Prace porządkowe na Bazarze Różyckiego. Plany długofalowe „uzależnione od uregulowania spraw właścicielskich”

Na Bazarze Różyckiego w dzielnicy Praga-Północ trwają prace porządkowe. Nie wiążą się one jednak z większym projektem rewitalizacyjnym. Chociaż w dalekiej przyszłości brana jest pod uwagę realizacja dużej inwestycji, to jednak w najbliższym czasie nie jest ona możliwa ze względu na kwestie właścicielskie. Sprawę w rozmowie z Raportem Warszawskim wyjaśnia Marcin Widawski, praprawnuk założyciela targowiska i spadkobierca części terenu.
Prace porządkowe na Bazarze Różyckiego. Plany długofalowe „uzależnione od uregulowania spraw właścicielskich”
Prace porządkowe na Bazarze Różyckiego

Źródło: Czytelnik

Bazar Różyckiego to historyczne targowisko mieszczące się na Pradze Północ. W marcu br. doszło tam do pożaru. Obiektowi przydałaby się rewitalizacja, ale na ten moment nie jest to możliwe. Obecnie trwają tam prace porządkowe.
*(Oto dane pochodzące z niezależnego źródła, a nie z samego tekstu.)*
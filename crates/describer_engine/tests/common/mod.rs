#![allow(dead_code)]

use std::collections::HashMap;
use std::sync::{Arc, Mutex, Once};

use describer_core::{AiConfig, LinkItem};
use describer_engine::{
    BatchEvent, BatchSink, CancellationToken, DescriptionGenerator, FailureKind, GenerateError,
};

pub fn init_logging() {
    static INIT: Once = Once::new();
    INIT.call_once(describer_logging::initialize_for_tests);
}

pub fn keyed_config() -> AiConfig {
    AiConfig {
        api_key: "test-key".to_string(),
        ..AiConfig::default()
    }
}

/// Generator answering from a per-title script, recording every call.
#[derive(Default)]
pub struct ScriptedGenerator {
    failing: Vec<String>,
    stop_during: HashMap<String, CancellationToken>,
    calls: Arc<Mutex<Vec<String>>>,
}

impl ScriptedGenerator {
    pub fn new() -> Self {
        Self::default()
    }

    pub fn failing_on(mut self, title: &str) -> Self {
        self.failing.push(title.to_string());
        self
    }

    /// Raises `stop` while the call for `title` is in flight.
    pub fn stopping_during(mut self, title: &str, stop: CancellationToken) -> Self {
        self.stop_during.insert(title.to_string(), stop);
        self
    }

    pub fn calls(&self) -> Vec<String> {
        self.calls.lock().unwrap().clone()
    }
}

#[async_trait::async_trait]
impl DescriptionGenerator for ScriptedGenerator {
    async fn generate(
        &self,
        title: &str,
        _url: &str,
        _config: &AiConfig,
    ) -> Result<String, GenerateError> {
        self.calls.lock().unwrap().push(title.to_string());
        if let Some(stop) = self.stop_during.get(title) {
            stop.cancel();
        }
        tokio::task::yield_now().await;
        if self.failing.iter().any(|t| t == title) {
            return Err(GenerateError {
                kind: FailureKind::HttpStatus(429),
                message: "rate limited".to_string(),
            });
        }
        Ok(format!("About {title}"))
    }
}

#[derive(Default)]
pub struct RecordingSink {
    events: Mutex<Vec<BatchEvent>>,
}

impl RecordingSink {
    pub fn new() -> Self {
        Self::default()
    }

    pub fn events(&self) -> Vec<BatchEvent> {
        self.events.lock().unwrap().clone()
    }

    pub fn publishes(&self) -> Vec<Vec<LinkItem>> {
        self.events()
            .into_iter()
            .filter_map(|event| match event {
                BatchEvent::LinksPublished(links) => Some(links),
                _ => None,
            })
            .collect()
    }
}

impl BatchSink for RecordingSink {
    fn emit(&self, event: BatchEvent) {
        self.events.lock().unwrap().push(event);
    }
}

pub fn link(id: u64, title: &str) -> LinkItem {
    LinkItem::new(id, title, format!("https://{}.example", title.to_lowercase()))
}
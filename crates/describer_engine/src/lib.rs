//! Describer engine: batch runner, description generators and effect execution.
mod batch;
mod engine;
mod generator;
mod persist;
mod prompt;
mod types;

pub use batch::{merge_descriptions, run_batch, BatchSink, ChannelBatchSink};
pub use engine::EngineHandle;
pub use generator::{
    DescriptionGenerator, GeneratorSettings, HttpDescriptionGenerator, DEFAULT_GEMINI_BASE_URL,
    DEFAULT_GEMINI_MODEL, DEFAULT_OPENAI_BASE_URL, DEFAULT_OPENAI_MODEL,
};
pub use persist::{AtomicFileWriter, PersistError};
pub use prompt::{build_prompt, clean_description, SYSTEM_PROMPT};
pub use tokio_util::sync::CancellationToken;
pub use types::{
    BatchEvent, BatchSummary, EngineDisconnected, EngineEvent, FailureKind, GenerateError,
};
use std::sync::{mpsc, Mutex};

use describer_core::{
    missing_descriptions, needs_description, AiConfig, BatchId, BatchProgress, LinkItem,
};
use describer_logging::{describer_info, describer_warn};
use tokio_util::sync::CancellationToken;

use crate::{BatchEvent, BatchSummary, DescriptionGenerator, EngineEvent};

pub trait BatchSink: Send + Sync {
    fn emit(&self, event: BatchEvent);
}

/// Forwards events of one run to the engine channel and keeps its last publish.
pub struct ChannelBatchSink {
    batch_id: BatchId,
    tx: mpsc::Sender<EngineEvent>,
    last_published: Mutex<Option<Vec<LinkItem>>>,
}

impl ChannelBatchSink {
    pub fn new(batch_id: BatchId, tx: mpsc::Sender<EngineEvent>) -> Self {
        Self {
            batch_id,
            tx,
            last_published: Mutex::new(None),
        }
    }

    pub fn take_last_published(&self) -> Option<Vec<LinkItem>> {
        self.last_published
            .lock()
            .map(|mut guard| guard.take())
            .unwrap_or_default()
    }
}

impl BatchSink for ChannelBatchSink {
    fn emit(&self, event: BatchEvent) {
        if let BatchEvent::LinksPublished(links) = &event {
            if let Ok(mut guard) = self.last_published.lock() {
                *guard = Some(links.clone());
            }
        }
        let _ = self.tx.send(EngineEvent {
            batch_id: self.batch_id,
            event,
        });
    }
}

/// Copies descriptions from `newer` into links of `links` that still lack one.
/// Returns whether anything changed.
pub fn merge_descriptions(links: &mut [LinkItem], newer: &[LinkItem]) -> bool {
    let mut changed = false;
    for link in links.iter_mut().filter(|link| needs_description(link)) {
        let filled = newer
            .iter()
            .find(|candidate| candidate.id == link.id && !needs_description(candidate));
        if let Some(filled) = filled {
            link.description = filled.description.clone();
            changed = true;
        }
    }
    changed
}

/// Fills in missing descriptions one link at a time.
///
/// The target set is fixed from `links` on entry. After every successful item
/// the whole working copy is published through `sink`, so partial work survives
/// a stop. `stop` is only checked between items: a call already in flight runs
/// to completion and is still published.
pub async fn run_batch(
    generator: &dyn DescriptionGenerator,
    config: &AiConfig,
    links: Vec<LinkItem>,
    stop: &CancellationToken,
    sink: &dyn BatchSink,
) -> BatchSummary {
    let targets: Vec<LinkItem> = missing_descriptions(&links).into_iter().cloned().collect();
    let total = targets.len();
    let mut working = links;
    let mut summary = BatchSummary::default();

    describer_info!(
        "Batch started targets={} links={} provider={}",
        total,
        working.len(),
        config.provider.id()
    );
    sink.emit(BatchEvent::Started { total });
    sink.emit(BatchEvent::Progress(BatchProgress::new(0, total)));

    for (index, target) in targets.iter().enumerate() {
        if stop.is_cancelled() {
            describer_info!("Batch stopped after {} of {} links", index, total);
            summary.stopped = true;
            break;
        }

        summary.attempted += 1;
        match generator.generate(&target.title, &target.url, config).await {
            Ok(description) => {
                if let Some(slot) = working.iter_mut().find(|link| link.id == target.id) {
                    slot.description = Some(description);
                }
                summary.succeeded += 1;
                describer_info!("Link {} described ({}/{})", target.id, index + 1, total);
                sink.emit(BatchEvent::LinksPublished(working.clone()));
            }
            Err(error) => {
                describer_warn!("Link {} failed: {}", target.id, error);
                sink.emit(BatchEvent::ItemFailed {
                    id: target.id,
                    error: error.clone(),
                });
                summary.failed.push((target.id, error));
            }
        }

        sink.emit(BatchEvent::Progress(BatchProgress::new(index + 1, total)));
    }

    describer_info!(
        "Batch finished attempted={} succeeded={} failed={} stopped={}",
        summary.attempted,
        summary.succeeded,
        summary.failed.len(),
        summary.stopped
    );
    sink.emit(BatchEvent::Finished(summary.clone()));
    summary
}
Historia Bazaru Różyckiego

W 1882 roku przy ul. Targowej 54 w Warszawie powstało targowisko, które stało się ważnym punktem handlowym w tym rejonie. Założycielem bazaru był Juliusz Różycki – farmaceuta, właściciel kilku aptek i działacz społeczny. Pomysłodawcą i administratorem obiektu był zaś Manas Ryba, który mieszkał przy ul. Targowej 56.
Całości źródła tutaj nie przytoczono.